Canadian philosopher

John Anthony Blair (August 12, 1941 – March 7, 2024) was a Canadian philosopher.

Along with his colleague Ralph Johnson, he has been credited as one of the founding members of the informal logic movement in North America. The two co-published one of the movement's most influential texts, "Logical Self-Defense". Blair is also co-founder of the Centre for Research in Reasoning, Argumentation, and Rhetoric, co-founder of the Ontario Society for the Study of Argumentation (OSSA), and a founding board member of the International Society for the Study of Argumentation (ISSA).

==Before academia==
Blair was born in Ottawa, Ontario, and attended Fisher Park High School. He was Canadian Junior Downhill and Alpine Combined ski champion 1958, and played on McGill Intercollegiate Football championship teams (1960 and 1962). He died in Windsor, Ontario, on March 7, 2024.

==Academia==
Blair studied at the University of Michigan and McGill University. He taught philosophy at the University of Windsor from 1967 until 2006, serving two terms as the head of that department.
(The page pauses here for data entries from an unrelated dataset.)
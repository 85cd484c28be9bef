use super::*;
use tempfile::tempdir;

#[test]
fn commit_moves_only_flat_files() -> Result<()> {
    let dir = tempdir()?;
    let src = dir.path().join("work");
    let dst = dir.path().join("live");
    std::fs::create_dir_all(src.join("nested"))?;
    std::fs::write(src.join("00003.base.hidx"), b"new")?;
    std::fs::write(src.join("notes"), b"n")?;
    std::fs::write(src.join("nested").join("inner"), b"i")?;

    let moved = commit_files(&src, &dst)?;
    assert_eq!(moved.len(), 2);
    assert_eq!(entries(&dst), vec!["00003.base.hidx", "notes"]);
    assert_eq!(entries(&src), vec!["nested"]);
    assert_eq!(entries(&src.join("nested")), vec!["inner"]);
    Ok(())
}

#[test]
fn commit_replaces_existing_files() -> Result<()> {
    let dir = tempdir()?;
    let src = dir.path().join("work");
    let dst = dir.path().join("live");
    std::fs::create_dir_all(&src)?;
    std::fs::create_dir_all(&dst)?;
    std::fs::write(src.join("00003.base.hidx"), b"new")?;
    std::fs::write(dst.join("00003.base.hidx"), b"old")?;

    commit_files(&src, &dst)?;
    assert_eq!(std::fs::read(dst.join("00003.base.hidx"))?, b"new");
    Ok(())
}

#[test]
fn missing_file_error_names_the_path() {
    let dir = tempdir().unwrap();
    let path = dir.path().join("00009.delta.hidx");
    let err = require_file(&path).unwrap_err();
    assert_eq!(err.path, path);
    assert!(err.to_string().contains("00009.delta.hidx"));
}
use anyhow::{Context, Result};
use config::FleetConfig;
use planner::VersionGraph;
use std::io::Write;
use tracing::{debug, warn};
use updater::{remote_from_config, PartitionReader, PartitionUpdater, RemoteDomainCleaner, UpdateOutcome};

/// One partition, its version metadata, and the reader serving `GET`.
pub struct Shell {
    cfg: FleetConfig,
    graph: VersionGraph,
    updater: PartitionUpdater,
    reader: Option<PartitionReader>,
}

impl Shell {
    pub fn new(cfg: FleetConfig) -> Result<Self> {
        let updater = PartitionUpdater::from_config(&cfg)?;
        let graph: VersionGraph = cfg.versions.iter().collect();
        let reader = PartitionReader::open(&cfg.domain, updater.root())
            .with_context(|| format!("failed to open partition at {}", updater.root().display()))?;
        Ok(Self {
            cfg,
            graph,
            updater,
            reader,
        })
    }

    #[must_use]
    pub fn current_version(&self) -> Option<u32> {
        self.reader.as_ref().map(PartitionReader::version)
    }

    /// Newest closed, non-defunct version: the default `PLAN`/`UPDATE` target.
    #[must_use]
    pub fn default_target(&self) -> Option<u32> {
        self.graph
            .iter()
            .filter(|v| v.is_closed() && !v.defunct)
            .map(|v| v.number)
            .max()
    }

    /// Runs one command line, writing its reply to `out`. Returns `false`
    /// once the shell should exit.
    ///
    /// Command failures are replies (`ERR ...`); only a failed write to
    /// `out` is an error.
    pub fn execute<W: Write>(&mut self, line: &str, out: &mut W) -> Result<bool> {
        let mut parts = line.split_whitespace();
        let cmd = match parts.next() {
            Some(c) => c.to_uppercase(),
            None => return Ok(true),
        };
        debug!(command = %cmd, "shell command");

        match cmd.as_str() {
            "GET" => match parts.next() {
                Some(k) => match &self.reader {
                    Some(reader) => match reader.get(k.as_bytes()) {
                        Ok(Some(v)) => writeln!(out, "{}", render_value(&v))?,
                        Ok(None) => writeln!(out, "(nil)")?,
                        Err(e) => writeln!(out, "ERR read failed: {:#}", e)?,
                    },
                    None => writeln!(out, "ERR partition has no version")?,
                },
                None => writeln!(out, "ERR usage: GET key")?,
            },
            "VERSION" => writeln!(out, "{}", version_str(self.current_version()))?,
            "PLAN" => match self.parse_target(parts.next()) {
                Ok(target) => match self.updater.plan(&self.graph, target) {
                    Ok(Some(plan)) => writeln!(out, "{}", plan)?,
                    Ok(None) => writeln!(out, "(up to date)")?,
                    Err(e) => writeln!(out, "ERR plan failed: {:#}", e)?,
                },
                Err(msg) => writeln!(out, "ERR {}", msg)?,
            },
            "UPDATE" => match self.parse_target(parts.next()) {
                Ok(target) => self.update(target, out)?,
                Err(msg) => writeln!(out, "ERR {}", msg)?,
            },
            "CLEAN" => {
                let cleaner = RemoteDomainCleaner::new(
                    self.cfg.domain.clone(),
                    remote_from_config(&self.cfg.updater.remote),
                );
                match cleaner.run(&self.graph) {
                    Ok(report) => writeln!(
                        out,
                        "OK deleted {:?} ({} files)",
                        report.deleted_versions, report.files_removed
                    )?,
                    Err(e) => writeln!(out, "ERR clean failed: {:#}", e)?,
                }
            }
            "STATS" => self.stats(out)?,
            "EXIT" | "QUIT" => {
                writeln!(out, "bye")?;
                return Ok(false);
            }
            other => writeln!(out, "unknown command: {}", other)?,
        }
        Ok(true)
    }

    fn parse_target(&self, arg: Option<&str>) -> std::result::Result<Option<u32>, String> {
        match arg {
            Some(s) => s
                .parse::<u32>()
                .map(Some)
                .map_err(|_| format!("invalid version: {}", s)),
            None => Ok(self.default_target()),
        }
    }

    fn update<W: Write>(&mut self, target: Option<u32>, out: &mut W) -> Result<()> {
        let outcome = match self.updater.update_to(&self.graph, target) {
            Ok(o) => o,
            Err(e) => {
                writeln!(out, "ERR update failed: {:#}", e)?;
                return Ok(());
            }
        };

        match outcome {
            UpdateOutcome::UpToDate { version } => {
                writeln!(out, "OK up to date at {}", version_str(version))?;
            }
            UpdateOutcome::Updated {
                from,
                to,
                plan,
                stats,
            } => {
                // The old reader still holds the previous version's files.
                self.reader = None;
                match PartitionReader::open(&self.cfg.domain, self.updater.root()) {
                    Ok(Some(r)) => self.reader = Some(r),
                    Ok(None) => warn!(version = to, "updated partition has no complete base"),
                    Err(e) => warn!(version = to, error = %e, "failed to reopen partition"),
                }
                writeln!(
                    out,
                    "OK {} -> {} via {} ({} records, {} files fetched)",
                    version_str(from),
                    to,
                    plan,
                    stats.merged_records,
                    stats.fetched_files
                )?;
            }
        }
        Ok(())
    }

    fn stats<W: Write>(&self, out: &mut W) -> Result<()> {
        writeln!(
            out,
            "domain={} partition={} state={} version={} known_versions={}",
            self.cfg.domain.name,
            self.updater.partition(),
            self.updater.state(),
            version_str(self.current_version()),
            self.graph.len()
        )?;
        if let Some(s) = self.reader.as_ref().and_then(PartitionReader::blob_stats) {
            writeln!(
                out,
                "l2_hits={} l2_misses={} block_cache_hits={} block_reads={}",
                s.l2_hits, s.l2_misses, s.block_cache_hits, s.block_reads
            )?;
        }
        Ok(())
    }
}

fn version_str(v: Option<u32>) -> String {
    match v {
        Some(v) => v.to_string(),
        None => "none".to_string(),
    }
}

/// Printable values as text, anything else as hex.
pub fn render_value(v: &[u8]) -> String {
    if !v.is_empty() && v.iter().all(|b| b.is_ascii_graphic() || *b == b' ') {
        return String::from_utf8_lossy(v).into_owned();
    }
    let mut s = String::with_capacity(2 + v.len() * 2);
    s.push_str("0x");
    for b in v {
        s.push_str(&format!("{:02x}", b));
    }
    s
}
mod graph_tests;
mod retention_tests;

use crate::*;

/// v0 (base) <- v1 <- v2 <- v3 (open) <- v4
pub(crate) fn linear_chain() -> VersionGraph {
    [
        DomainVersion::base(0, 1_000),
        DomainVersion::delta(1, 0, 1_001),
        DomainVersion::delta(2, 1, 1_002),
        DomainVersion::delta(3, 2, 1_003).still_open(),
        DomainVersion::delta(4, 3, 1_004),
    ]
    .into_iter()
    .collect()
}

pub(crate) fn with_defunct(mut graph: VersionGraph, number: u32) -> VersionGraph {
    if let Some(v) = graph.get(number).cloned() {
        graph.insert(v.marked_defunct());
    }
    graph
}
He was professor emeritus at the University of Windsor.

Blair's publications focused on argumentation theory, critical thinking, informal logic, and visual argumentation.

== Selected works ==
- Logical Self Defense (New U.S. Edition, IDEBATE, 2006)
- Groundwork in the Theory of Argumentation: Selected Papers of J. Anthony Blair (Dordrecht: Springer, 2012)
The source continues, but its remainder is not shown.